# Exercise brief
Give the count of lines in the entries below that contain the string "COLUMNS", and only that count.
_____
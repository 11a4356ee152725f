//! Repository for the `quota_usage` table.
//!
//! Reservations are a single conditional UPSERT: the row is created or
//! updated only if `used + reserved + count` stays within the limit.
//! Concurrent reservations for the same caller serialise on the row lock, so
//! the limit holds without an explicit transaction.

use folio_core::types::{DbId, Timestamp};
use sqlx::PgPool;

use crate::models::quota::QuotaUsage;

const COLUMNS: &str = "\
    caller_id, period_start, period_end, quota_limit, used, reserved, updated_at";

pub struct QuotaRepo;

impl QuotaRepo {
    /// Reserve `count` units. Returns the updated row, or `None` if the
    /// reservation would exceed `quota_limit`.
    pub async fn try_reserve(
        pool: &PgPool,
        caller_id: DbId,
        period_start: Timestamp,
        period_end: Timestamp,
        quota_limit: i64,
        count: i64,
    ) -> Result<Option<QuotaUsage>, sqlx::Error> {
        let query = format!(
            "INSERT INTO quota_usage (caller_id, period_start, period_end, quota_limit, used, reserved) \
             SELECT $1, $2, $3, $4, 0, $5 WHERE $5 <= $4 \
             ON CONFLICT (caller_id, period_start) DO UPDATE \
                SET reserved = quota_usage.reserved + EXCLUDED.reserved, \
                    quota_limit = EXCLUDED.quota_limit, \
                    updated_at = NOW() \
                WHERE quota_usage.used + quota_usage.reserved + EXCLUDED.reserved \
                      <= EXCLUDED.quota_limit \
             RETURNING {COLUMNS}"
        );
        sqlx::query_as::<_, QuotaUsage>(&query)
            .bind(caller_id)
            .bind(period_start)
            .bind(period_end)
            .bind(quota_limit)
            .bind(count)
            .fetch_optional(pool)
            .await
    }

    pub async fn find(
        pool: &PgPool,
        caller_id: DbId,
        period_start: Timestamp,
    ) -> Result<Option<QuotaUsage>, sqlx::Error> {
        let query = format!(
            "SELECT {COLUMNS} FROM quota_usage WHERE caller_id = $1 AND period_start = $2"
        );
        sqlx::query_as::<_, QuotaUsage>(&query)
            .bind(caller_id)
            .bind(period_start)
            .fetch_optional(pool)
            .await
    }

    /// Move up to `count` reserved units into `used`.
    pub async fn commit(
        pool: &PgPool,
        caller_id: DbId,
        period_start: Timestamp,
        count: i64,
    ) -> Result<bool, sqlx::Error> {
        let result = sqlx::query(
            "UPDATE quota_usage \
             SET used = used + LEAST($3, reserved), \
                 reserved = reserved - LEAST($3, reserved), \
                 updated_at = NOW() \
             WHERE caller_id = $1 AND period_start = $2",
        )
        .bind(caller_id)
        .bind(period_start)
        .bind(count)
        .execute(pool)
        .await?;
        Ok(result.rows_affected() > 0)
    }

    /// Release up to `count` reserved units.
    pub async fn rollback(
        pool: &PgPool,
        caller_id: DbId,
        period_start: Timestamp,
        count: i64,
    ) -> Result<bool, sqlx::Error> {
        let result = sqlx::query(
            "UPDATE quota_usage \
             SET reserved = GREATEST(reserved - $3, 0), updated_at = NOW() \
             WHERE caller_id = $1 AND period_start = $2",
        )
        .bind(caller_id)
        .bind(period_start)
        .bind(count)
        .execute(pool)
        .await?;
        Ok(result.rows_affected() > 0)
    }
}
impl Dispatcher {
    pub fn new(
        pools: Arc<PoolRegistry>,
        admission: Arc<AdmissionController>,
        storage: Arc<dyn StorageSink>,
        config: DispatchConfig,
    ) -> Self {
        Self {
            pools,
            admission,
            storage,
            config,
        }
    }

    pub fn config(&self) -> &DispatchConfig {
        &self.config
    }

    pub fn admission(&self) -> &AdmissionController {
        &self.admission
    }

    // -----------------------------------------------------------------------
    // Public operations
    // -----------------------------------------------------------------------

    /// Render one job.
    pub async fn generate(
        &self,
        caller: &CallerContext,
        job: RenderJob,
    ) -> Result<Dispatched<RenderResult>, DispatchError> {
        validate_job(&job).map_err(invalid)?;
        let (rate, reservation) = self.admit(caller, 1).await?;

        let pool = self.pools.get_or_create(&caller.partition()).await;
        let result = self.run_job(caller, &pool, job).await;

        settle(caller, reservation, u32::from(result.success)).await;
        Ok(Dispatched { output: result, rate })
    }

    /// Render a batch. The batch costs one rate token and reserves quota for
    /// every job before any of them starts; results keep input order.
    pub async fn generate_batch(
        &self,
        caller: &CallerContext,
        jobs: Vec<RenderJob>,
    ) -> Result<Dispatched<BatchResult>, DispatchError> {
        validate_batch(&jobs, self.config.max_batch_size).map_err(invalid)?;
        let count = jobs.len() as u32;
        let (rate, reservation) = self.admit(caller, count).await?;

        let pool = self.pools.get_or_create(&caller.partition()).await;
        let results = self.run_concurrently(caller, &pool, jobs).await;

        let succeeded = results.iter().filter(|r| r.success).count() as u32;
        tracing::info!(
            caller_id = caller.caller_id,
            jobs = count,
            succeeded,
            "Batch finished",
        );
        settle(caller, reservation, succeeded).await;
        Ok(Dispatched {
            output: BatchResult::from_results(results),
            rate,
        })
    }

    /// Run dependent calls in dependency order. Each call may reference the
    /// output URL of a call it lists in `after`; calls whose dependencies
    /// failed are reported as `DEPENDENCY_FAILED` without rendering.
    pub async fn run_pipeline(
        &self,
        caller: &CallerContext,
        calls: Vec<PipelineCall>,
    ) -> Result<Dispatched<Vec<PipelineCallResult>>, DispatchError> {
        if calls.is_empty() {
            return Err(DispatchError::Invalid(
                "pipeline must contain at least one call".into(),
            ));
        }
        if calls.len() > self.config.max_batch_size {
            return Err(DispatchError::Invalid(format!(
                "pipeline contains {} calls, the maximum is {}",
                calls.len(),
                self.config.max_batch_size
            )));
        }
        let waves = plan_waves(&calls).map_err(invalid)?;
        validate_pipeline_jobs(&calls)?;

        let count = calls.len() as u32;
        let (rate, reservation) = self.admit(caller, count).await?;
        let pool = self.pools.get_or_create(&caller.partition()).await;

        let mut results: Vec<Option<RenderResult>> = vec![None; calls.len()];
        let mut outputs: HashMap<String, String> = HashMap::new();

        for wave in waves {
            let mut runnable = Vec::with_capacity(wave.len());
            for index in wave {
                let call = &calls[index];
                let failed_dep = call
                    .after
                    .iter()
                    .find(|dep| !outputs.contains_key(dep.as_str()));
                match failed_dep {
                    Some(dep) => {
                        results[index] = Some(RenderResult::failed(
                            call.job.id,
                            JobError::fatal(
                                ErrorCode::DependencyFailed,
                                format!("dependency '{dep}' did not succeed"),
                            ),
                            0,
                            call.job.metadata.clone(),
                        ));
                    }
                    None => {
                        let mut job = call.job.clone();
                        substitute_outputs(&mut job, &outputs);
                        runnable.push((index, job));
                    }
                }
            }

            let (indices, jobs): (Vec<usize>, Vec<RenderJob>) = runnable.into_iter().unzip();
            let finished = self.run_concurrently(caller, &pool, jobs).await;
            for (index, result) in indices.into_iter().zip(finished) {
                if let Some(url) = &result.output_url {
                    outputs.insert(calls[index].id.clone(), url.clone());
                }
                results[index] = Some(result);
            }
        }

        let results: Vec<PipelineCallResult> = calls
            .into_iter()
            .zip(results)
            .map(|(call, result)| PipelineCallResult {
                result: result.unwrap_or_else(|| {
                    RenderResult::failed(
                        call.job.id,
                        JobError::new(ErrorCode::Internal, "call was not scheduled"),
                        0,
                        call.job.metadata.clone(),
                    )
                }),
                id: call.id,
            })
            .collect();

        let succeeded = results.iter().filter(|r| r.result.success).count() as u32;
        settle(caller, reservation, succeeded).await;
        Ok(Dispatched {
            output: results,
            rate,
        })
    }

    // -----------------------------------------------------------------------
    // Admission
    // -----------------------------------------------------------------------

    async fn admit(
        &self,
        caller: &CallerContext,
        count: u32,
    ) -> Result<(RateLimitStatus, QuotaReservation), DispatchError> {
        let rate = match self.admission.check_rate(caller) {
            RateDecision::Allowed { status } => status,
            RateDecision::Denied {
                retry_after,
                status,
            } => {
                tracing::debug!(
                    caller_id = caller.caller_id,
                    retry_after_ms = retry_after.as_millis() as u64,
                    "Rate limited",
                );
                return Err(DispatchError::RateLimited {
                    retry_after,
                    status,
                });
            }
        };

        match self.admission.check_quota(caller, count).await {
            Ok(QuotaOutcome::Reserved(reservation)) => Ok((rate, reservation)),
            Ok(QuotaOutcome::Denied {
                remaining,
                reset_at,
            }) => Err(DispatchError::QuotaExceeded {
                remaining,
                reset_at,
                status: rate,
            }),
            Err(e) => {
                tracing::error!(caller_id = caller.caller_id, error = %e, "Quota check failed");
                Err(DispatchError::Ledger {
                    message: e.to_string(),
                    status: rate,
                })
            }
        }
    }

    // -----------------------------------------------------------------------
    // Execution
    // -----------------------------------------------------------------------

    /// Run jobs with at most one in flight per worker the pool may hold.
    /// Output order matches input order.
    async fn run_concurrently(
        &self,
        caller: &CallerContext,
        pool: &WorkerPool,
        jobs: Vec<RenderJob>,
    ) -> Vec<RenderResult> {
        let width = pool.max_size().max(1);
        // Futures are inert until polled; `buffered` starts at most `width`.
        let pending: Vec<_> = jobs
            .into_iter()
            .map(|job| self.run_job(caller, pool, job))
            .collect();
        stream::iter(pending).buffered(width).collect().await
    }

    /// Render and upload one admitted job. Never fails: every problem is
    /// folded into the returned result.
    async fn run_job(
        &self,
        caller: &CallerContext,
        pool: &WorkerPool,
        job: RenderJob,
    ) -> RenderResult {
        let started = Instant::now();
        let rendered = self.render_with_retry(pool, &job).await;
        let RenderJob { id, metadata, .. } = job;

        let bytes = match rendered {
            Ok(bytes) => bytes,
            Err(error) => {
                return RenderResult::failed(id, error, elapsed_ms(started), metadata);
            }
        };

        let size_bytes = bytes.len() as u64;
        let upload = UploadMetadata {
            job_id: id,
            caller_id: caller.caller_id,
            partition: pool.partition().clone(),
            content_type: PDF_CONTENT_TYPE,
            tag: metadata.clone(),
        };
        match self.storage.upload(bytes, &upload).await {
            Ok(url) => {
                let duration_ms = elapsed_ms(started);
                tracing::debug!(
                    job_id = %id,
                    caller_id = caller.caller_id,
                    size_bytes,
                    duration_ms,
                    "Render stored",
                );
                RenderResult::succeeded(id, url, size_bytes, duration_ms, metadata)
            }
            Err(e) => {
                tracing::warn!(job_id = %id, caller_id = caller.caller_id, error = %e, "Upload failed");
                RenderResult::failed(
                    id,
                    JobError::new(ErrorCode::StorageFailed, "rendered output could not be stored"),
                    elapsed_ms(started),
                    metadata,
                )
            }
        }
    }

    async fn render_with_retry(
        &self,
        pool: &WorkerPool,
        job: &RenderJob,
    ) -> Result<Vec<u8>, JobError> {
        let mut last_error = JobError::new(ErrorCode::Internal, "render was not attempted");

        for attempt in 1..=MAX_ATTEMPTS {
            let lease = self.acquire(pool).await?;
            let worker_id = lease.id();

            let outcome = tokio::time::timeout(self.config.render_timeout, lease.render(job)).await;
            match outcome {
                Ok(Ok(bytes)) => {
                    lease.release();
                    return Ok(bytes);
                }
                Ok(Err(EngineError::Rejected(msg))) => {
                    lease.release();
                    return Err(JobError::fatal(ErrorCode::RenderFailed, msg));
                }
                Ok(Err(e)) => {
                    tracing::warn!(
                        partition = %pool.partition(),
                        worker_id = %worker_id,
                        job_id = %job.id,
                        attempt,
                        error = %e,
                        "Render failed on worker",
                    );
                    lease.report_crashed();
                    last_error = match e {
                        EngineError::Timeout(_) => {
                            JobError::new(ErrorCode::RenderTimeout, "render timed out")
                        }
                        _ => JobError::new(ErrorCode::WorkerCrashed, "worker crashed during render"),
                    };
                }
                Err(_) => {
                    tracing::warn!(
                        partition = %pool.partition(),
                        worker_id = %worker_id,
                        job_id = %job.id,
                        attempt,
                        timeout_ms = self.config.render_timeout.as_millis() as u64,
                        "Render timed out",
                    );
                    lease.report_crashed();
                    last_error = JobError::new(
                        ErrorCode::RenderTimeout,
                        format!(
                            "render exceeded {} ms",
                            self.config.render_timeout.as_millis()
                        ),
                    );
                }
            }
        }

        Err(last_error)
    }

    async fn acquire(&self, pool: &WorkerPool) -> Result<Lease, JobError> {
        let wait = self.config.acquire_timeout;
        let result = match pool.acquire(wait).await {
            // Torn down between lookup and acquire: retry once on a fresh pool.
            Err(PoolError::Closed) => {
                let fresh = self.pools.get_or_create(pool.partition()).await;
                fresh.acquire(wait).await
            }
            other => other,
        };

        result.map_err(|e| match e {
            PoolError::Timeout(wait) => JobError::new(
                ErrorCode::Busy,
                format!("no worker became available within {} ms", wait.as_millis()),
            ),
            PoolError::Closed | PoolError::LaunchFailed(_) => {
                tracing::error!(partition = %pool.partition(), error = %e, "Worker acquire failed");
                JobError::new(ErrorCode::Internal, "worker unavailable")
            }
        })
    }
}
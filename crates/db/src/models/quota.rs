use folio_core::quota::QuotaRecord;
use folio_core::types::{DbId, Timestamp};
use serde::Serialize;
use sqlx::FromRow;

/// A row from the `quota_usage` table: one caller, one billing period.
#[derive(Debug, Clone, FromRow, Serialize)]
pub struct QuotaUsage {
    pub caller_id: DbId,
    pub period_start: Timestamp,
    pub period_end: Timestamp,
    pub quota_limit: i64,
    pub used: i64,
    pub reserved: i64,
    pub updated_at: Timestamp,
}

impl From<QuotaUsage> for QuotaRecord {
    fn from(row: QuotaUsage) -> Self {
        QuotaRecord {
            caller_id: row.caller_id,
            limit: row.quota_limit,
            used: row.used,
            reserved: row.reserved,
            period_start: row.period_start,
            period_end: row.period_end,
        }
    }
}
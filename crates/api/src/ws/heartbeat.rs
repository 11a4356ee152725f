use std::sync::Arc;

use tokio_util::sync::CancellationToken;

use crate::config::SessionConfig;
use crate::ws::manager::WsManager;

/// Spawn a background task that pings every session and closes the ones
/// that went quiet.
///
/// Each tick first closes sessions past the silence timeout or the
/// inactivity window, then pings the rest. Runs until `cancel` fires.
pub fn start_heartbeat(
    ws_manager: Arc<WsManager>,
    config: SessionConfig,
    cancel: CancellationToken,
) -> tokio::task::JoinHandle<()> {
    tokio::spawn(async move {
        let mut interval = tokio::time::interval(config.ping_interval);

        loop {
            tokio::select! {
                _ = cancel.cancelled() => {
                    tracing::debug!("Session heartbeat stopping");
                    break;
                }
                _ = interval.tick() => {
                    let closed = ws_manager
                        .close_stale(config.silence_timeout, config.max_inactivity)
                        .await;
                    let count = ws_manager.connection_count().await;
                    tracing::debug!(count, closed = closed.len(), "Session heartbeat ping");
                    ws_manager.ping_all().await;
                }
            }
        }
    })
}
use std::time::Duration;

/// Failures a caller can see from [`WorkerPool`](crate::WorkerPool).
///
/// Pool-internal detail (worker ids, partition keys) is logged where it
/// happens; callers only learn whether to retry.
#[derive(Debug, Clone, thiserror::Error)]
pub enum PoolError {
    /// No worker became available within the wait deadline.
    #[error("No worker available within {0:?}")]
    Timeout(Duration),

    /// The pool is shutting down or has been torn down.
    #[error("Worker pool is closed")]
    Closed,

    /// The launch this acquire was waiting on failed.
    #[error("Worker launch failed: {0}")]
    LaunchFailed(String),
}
_____
# Solution
3